Le secteur agricole, à la fois victime et acteur du changement climatique, fait face à une crise silencieuse : un déficit massif de financement pour assurer sa transition écologique. Alors que l’agriculture et les systèmes alimentaires sont responsables de plus du tiers des émissions mondiales de gaz à effet de serre (GES), les flux financiers qui leur sont destinés restent très en deçà des besoins.
Selon l’ouvrage ” l’agriculture et les systèmes alimentaires du monde face au changement climatique”, il faudrait mobiliser entre 300 et 350 milliards de dollars par an pour rendre les systèmes agricoles et alimentaires durables. Or, le financement mondial pour le climat, bien qu’en hausse — 115,9 milliards de dollars en 2022 selon l’OCDE —, n’en consacre qu’une fraction à l’agriculture, à la sylviculture et à la pêche : 18 % pour l’adaptation, 4 % pour l’atténuation et 13 % pour les deux objectifs combinés, soit à peine 10,4 milliards de dollars.
Les oubliés de la finance climatique
Les petits exploitants, qui produisent une part essentielle de l’alimentation mondiale, restent largement exclus des mécanismes de financement. En 2021, seulement 2 % du financement public international pour le climat leur étaient destinés. Ces agriculteurs, souvent localisés dans les pays du Sud, sont jugés à haut risque et peu rentables par les investisseurs. Résultat : 95 % des fonds qu’ils reçoivent proviennent du secteur public, une source insuffisante face à l’ampleur des défis climatiques et économiques.
Attirer la finance privée : la nouvelle bataille
Face à l’insuffisance des financements publics, la réponse dominante passe par la financiarisation du climat.
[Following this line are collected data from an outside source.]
//! JWT token generation and validation.
//!
//! Access and refresh tokens are HS256 JWTs signed with the same shared secret.
//! Each token carries the identity id and its own random nonce, so two tokens
//! minted for the same identity within the same second are still distinct.

use jsonwebtoken::errors::ErrorKind;
use jsonwebtoken::{Algorithm, DecodingKey, EncodingKey, Header, Validation};
use serde::{Deserialize, Serialize};
use std::time::{SystemTime, UNIX_EPOCH};
use thiserror::Error;

use crate::config::AuthConfig;

/// Token type for distinguishing access vs refresh tokens.
#[derive(Debug, Clone, Copy, PartialEq, Eq, Serialize, Deserialize)]
#[serde(rename_all = "snake_case")]
pub enum TokenType {
    /// Short-lived, verified statelessly on every protected request
    Access,
    /// Long-lived, must also be present in the identity's refresh token set
    Refresh,
}

/// JWT claims shared by both token kinds.
#[derive(Debug, Clone, PartialEq, Eq, Serialize, Deserialize)]
pub struct Claims {
    /// Subject (identity UUID)
    pub sub: String,
    /// Random per-token nonce
    pub nonce: u64,
    /// Email, only embedded in access tokens minted by federated login
    #[serde(default, skip_serializing_if = "Option::is_none")]
    pub email: Option<String>,
    #[serde(rename = "typ")]
    pub token_type: TokenType,
    /// Issued at (Unix timestamp)
    pub iat: u64,
    /// Expiration time (Unix timestamp)
    pub exp: u64,
}

/// Outcome of verifying a presented token.
#[derive(Debug, Clone, PartialEq, Eq)]
pub enum TokenVerdict {
    Valid(Claims),
    Expired,
    Malformed,
    SignatureMismatch,
}

impl TokenVerdict {
    pub fn into_claims(self) -> Option<Claims> {
        match self {
            TokenVerdict::Valid(claims) => Some(claims),
            _ => None,
        }
    }

    /// Short label for logging rejected tokens.
    pub fn label(&self) -> &'static str {
        match self {
            TokenVerdict::Valid(_) => "valid",
            TokenVerdict::Expired => "expired",
            TokenVerdict::Malformed => "malformed",
            TokenVerdict::SignatureMismatch => "signature_mismatch",
        }
    }
}

/// A freshly minted access/refresh token pair.
#[derive(Debug, Clone, Serialize)]
#[serde(rename_all = "camelCase")]
pub struct TokenPair {
    pub access_token: String,
    pub refresh_token: String,
}

#[derive(Clone)]
struct Keys {
    encoding: EncodingKey,
    decoding: DecodingKey,
}

/// Token issuer and verifier.
#[derive(Clone)]
pub struct JwtConfig {
    keys: Option<Keys>,
    access_ttl_secs: u64,
    refresh_ttl_secs: u64,
}

impl JwtConfig {
    pub fn new(config: &AuthConfig) -> Self {
        let keys = config.token_secret.as_deref().map(|secret| Keys {
            encoding: EncodingKey::from_secret(secret),
            decoding: DecodingKey::from_secret(secret),
        });

        Self {
            keys,
            access_ttl_secs: config.access_token_ttl.as_secs(),
            refresh_ttl_secs: config.refresh_token_ttl.as_secs(),
        }
    }

    /// Mint an access/refresh pair for an identity.
    /// Either both tokens are produced or neither is.
    pub fn issue_pair(
        &self,
        identity_id: &str,
        email: Option<&str>,
    ) -> Result<TokenPair, JwtError> {
        let keys = self.keys.as_ref().ok_or(JwtError::MissingSecret)?;
        let now = now_secs()?;

        let access = Claims {
            sub: identity_id.to_string(),
            nonce: rand::random(),
            email: email.map(str::to_string),
            token_type: TokenType::Access,
            iat: now,
            exp: now.saturating_add(self.access_ttl_secs),
        };

        let refresh = Claims {
            sub: identity_id.to_string(),
            nonce: rand::random(),
            email: None,
            token_type: TokenType::Refresh,
            iat: now,
            exp: now.saturating_add(self.refresh_ttl_secs),
        };

        let access_token = jsonwebtoken::encode(&Header::default(), &access, &keys.encoding)
            .map_err(JwtError::Encoding)?;
        let refresh_token = jsonwebtoken::encode(&Header::default(), &refresh, &keys.encoding)
            .map_err(JwtError::Encoding)?;

        Ok(TokenPair {
            access_token,
            refresh_token,
        })
    }

    /// Verify an access token's signature and expiry.
    pub fn verify_access(&self, token: &str) -> Result<TokenVerdict, JwtError> {
        self.verify(token, TokenType::Access)
    }

    /// Verify a refresh token's signature and expiry. Set membership is checked by the caller.
    pub fn verify_refresh(&self, token: &str) -> Result<TokenVerdict, JwtError> {
        self.verify(token, TokenType::Refresh)
    }

    fn verify(&self, token: &str, expected: TokenType) -> Result<TokenVerdict, JwtError> {
        let keys = self.keys.as_ref().ok_or(JwtError::MissingSecret)?;

        let mut validation = Validation::new(Algorithm::HS256);
        validation.leeway = 0;

        let verdict = match jsonwebtoken::decode::<Claims>(token, &keys.decoding, &validation) {
            Ok(data) if data.claims.token_type == expected => TokenVerdict::Valid(data.claims),
            Ok(_) => TokenVerdict::Malformed,
            Err(e) => match e.kind() {
                ErrorKind::ExpiredSignature => TokenVerdict::Expired,
                ErrorKind::InvalidSignature => TokenVerdict::SignatureMismatch,
                _ => TokenVerdict::Malformed,
            },
        };
        Ok(verdict)
    }
}

fn now_secs() -> Result<u64, JwtError> {
    Ok(SystemTime::now()
        .duration_since(UNIX_EPOCH)
        .map_err(|_| JwtError::TimeError)?
        .as_secs())
}

/// Errors that can occur during JWT operations.
#[derive(Debug, Error)]
pub enum JwtError {
    #[error("Token secret is not configured")]
    MissingSecret,
    #[error("Failed to encode token: {0}")]
    Encoding(jsonwebtoken::errors::Error),
    #[error("System time error")]
    TimeError,
}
L’idée est d’utiliser les fonds publics pour « dérisquer » les investissements privés, notamment à travers des instruments financiers innovants.
La blended finance, ou financement mixte, en est l’un des exemples les plus promus. Des initiatives telles que AgriFI (Union européenne) ou le fonds Agri3 (UNEP et Rabobank) utilisent l’aide publique au développement comme levier pour attirer les capitaux privés vers l’agriculture durable.
Autre piste : les marchés volontaires de compensation carbone, fondés sur des projets d’agroforesterie ou d’agriculture régénérative, qui génèrent des crédits carbone. Mais ces approches restent controversées : le secteur agricole est souvent jugé trop risqué, et les projets, trop technocratiques, peinent à inclure les petits producteurs ou à garantir un impact durable.
Vers une finance climatique plus juste
L’enjeu aujourd’hui est de garantir une finance climatique équitable et coordonnée, capable d’intégrer les besoins spécifiques des pays du Sud et des communautés rurales. L’atelier de l’initiative quadriennale commune de Charm el-Cheikh sur l’agriculture (2025) devrait d’ailleurs approfondir les discussions autour de l’accès aux financements et des moyens de mise en œuvre.
Si la promesse des 100 milliards de dollars par an a enfin été atteinte en 2022, les experts insistent sur la nécessité de revoir le ciblage de ces fonds. Renforcer la coopération scientifique, consolider les institutions nationales et réformer les règles du commerce et de l’investissement apparaissent comme des priorités urgentes.
Face à l’urgence climatique, la transformation des systèmes alimentaires ne peut plus reposer sur des projets isolés ou des logiques de court terme. Combler le « financial gap » n’est pas seulement une question de capitaux : c’est une condition essentielle pour bâtir une transition agricole juste, inclusive et durable.